ABOUT BEAM IN SCHOOLS
Beam strives to cultivate long-term partnerships with NYC public schools to bring a culture of creation, collaboration, and inspiration to under-resourced communities. We work closely with principals and classroom teachers to identify and develop hands-on projects that engage students and make learning more tangible. These projects range from in-class activities that develop over several weeks to more intensive school-wide initiatives that unfold over a full semester.

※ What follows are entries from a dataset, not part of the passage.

pub mod ranking;
pub mod scheduler;
pub mod signals;
pub mod sqlite_store;

pub use ranking::{RankingCache, RankingSnapshot};
pub use scheduler::{CycleReport, RefreshScheduler, SchedulerSettings};
pub use signals::{SignalCalculator, SignalRepository};
pub use sqlite_store::SqliteStore;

In 2016, we launched Beam’s first in-school FabLab, an advanced digital fabrication laboratory with cutting-edge tools and resources, at Brooklyn International High School. From 2017-2019, we are building 5 more in-school FabLabs in Bedford-Stuyvesant, Red Hook, Sunset Park, Downtown Brooklyn, and Gowanus.
SCHOOL PROJECT HIGHLIGHTS
Digital Poetry Machine
The Brooklyn International High School Digital Poetry Machine is an interdisciplinary project that combines Physics, English, electronics, and programming. Magnetic lasercut words create poems that are posted to Twitter with the press of a button. Students learned basic woodworking, circuitry, the Python programming language, and how to interface Arduino microcontrollers with the Twitter API. While utilizing these skills, they also developed their familiarity with the English language by analyzing poetry, as well as their understanding of magnetism and circuitry.
Battle Of Brooklyn
Fourth grade students at Brooklyn School of Inquiry researched the Battle of Brooklyn. Based on their research, they created a topographical strategy table, complete with moveable soldiers that they designed and lasercut. In addition, they created secret envelope books containing "letters home," written from the perspective of historical figures. Using all the things they made, the students reenacted the Battle of Brooklyn in a stop motion animation!
The Funktions Visualizer, created with students at Fannie Lou Hamer Freedom High School, displays algebraic functions using light-boxes as "pixels." Students each built a pixel. These were combined and programmed to become a large-scale graphing calculator. Students played "Guess the Function" challenge games to engage directly and physically with mathematic concepts.